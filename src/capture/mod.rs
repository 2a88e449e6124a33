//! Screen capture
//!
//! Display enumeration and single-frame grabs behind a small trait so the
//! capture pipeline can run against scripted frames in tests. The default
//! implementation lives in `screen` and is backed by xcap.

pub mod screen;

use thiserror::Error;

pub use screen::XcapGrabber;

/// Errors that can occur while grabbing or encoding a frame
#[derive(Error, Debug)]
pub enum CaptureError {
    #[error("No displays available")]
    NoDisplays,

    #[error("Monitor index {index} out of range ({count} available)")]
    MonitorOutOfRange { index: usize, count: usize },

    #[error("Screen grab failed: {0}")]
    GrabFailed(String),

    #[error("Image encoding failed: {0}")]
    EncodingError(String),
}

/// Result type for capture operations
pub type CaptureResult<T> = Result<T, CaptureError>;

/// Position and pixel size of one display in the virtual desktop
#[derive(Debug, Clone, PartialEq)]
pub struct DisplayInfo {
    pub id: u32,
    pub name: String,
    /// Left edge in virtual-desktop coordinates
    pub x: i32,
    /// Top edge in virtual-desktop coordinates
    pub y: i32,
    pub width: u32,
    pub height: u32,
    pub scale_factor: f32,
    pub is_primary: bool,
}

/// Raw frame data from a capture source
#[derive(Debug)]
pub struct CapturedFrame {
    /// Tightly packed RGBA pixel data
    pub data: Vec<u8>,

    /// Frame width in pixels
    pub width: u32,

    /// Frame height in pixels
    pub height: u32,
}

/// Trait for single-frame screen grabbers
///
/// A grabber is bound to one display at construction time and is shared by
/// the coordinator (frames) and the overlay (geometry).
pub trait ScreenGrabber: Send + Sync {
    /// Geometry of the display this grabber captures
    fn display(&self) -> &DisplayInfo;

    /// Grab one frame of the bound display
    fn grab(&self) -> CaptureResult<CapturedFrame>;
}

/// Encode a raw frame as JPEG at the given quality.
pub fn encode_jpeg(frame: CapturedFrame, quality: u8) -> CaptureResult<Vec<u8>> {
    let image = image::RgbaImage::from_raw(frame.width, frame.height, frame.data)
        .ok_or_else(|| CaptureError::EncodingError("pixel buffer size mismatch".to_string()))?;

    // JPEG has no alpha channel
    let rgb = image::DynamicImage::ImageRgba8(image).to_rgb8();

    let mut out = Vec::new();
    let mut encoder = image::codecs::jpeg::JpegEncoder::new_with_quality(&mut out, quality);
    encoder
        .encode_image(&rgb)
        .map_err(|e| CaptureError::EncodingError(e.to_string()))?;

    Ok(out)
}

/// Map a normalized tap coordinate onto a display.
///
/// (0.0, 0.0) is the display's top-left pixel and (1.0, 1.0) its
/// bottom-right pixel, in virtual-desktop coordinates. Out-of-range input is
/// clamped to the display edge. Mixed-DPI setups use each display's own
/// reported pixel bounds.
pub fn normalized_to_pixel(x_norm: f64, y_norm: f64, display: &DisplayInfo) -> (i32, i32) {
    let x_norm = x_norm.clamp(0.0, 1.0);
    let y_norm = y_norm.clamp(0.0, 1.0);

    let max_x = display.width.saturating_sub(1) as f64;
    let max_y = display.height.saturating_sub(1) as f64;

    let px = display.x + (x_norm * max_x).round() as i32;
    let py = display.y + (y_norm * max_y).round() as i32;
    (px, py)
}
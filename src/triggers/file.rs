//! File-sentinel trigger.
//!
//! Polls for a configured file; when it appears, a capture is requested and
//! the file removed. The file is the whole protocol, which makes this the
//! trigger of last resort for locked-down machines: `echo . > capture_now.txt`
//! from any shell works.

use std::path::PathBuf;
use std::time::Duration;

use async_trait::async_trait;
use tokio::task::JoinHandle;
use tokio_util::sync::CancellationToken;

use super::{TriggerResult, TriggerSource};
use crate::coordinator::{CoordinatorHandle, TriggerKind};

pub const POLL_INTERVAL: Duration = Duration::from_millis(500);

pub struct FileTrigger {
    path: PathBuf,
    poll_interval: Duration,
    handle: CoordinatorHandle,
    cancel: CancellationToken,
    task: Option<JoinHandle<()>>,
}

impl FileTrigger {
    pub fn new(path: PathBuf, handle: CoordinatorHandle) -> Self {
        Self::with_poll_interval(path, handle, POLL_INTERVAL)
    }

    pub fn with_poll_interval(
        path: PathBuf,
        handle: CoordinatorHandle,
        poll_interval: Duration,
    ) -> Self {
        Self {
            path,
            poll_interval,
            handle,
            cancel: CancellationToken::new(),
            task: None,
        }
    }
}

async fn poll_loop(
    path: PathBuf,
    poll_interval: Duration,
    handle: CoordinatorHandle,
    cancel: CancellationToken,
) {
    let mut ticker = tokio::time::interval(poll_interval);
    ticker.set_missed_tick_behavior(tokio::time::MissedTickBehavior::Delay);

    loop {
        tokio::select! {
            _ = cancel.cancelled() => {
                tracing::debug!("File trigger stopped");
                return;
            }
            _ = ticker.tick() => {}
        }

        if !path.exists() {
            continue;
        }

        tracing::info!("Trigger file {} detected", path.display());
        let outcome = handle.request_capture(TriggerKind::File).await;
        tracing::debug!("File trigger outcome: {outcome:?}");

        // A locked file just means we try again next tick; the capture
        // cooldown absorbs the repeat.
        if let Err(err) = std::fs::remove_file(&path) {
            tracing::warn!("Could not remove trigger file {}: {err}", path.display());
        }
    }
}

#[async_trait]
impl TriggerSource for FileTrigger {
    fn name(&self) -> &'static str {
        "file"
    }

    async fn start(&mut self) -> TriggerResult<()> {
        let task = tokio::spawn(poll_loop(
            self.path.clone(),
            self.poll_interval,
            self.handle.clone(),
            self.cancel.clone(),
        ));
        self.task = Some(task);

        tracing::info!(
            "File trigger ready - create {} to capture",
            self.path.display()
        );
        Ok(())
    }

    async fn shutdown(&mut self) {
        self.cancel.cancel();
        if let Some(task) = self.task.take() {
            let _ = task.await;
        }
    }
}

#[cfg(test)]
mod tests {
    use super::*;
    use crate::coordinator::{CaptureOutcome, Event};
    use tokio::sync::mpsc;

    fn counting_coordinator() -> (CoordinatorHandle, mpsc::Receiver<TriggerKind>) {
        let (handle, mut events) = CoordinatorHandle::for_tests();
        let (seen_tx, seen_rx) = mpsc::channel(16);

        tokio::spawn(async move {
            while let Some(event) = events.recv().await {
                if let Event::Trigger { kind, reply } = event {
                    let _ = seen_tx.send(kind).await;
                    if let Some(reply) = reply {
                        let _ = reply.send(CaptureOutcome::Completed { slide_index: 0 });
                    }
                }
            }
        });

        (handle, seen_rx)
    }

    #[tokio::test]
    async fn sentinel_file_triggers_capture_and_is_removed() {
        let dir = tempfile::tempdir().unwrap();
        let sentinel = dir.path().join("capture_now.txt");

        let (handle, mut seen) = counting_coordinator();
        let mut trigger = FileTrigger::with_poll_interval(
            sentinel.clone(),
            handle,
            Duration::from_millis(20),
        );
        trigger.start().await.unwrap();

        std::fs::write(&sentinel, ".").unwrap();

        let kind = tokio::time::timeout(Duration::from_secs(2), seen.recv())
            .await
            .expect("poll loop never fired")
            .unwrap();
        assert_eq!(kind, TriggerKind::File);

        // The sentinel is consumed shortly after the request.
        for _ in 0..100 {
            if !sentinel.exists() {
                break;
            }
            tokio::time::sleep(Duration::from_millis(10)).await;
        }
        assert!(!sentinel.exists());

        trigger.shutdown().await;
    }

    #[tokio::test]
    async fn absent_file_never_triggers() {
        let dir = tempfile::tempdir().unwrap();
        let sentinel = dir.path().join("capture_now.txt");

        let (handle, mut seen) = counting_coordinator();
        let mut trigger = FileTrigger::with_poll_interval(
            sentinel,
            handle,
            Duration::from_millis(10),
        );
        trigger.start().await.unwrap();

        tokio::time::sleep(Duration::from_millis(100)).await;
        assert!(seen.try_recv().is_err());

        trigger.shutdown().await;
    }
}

- - -

WORK REQUEST
The reply should consist solely of the number of lines in the records that include "pixels".

EXERCISE RESPONSE
2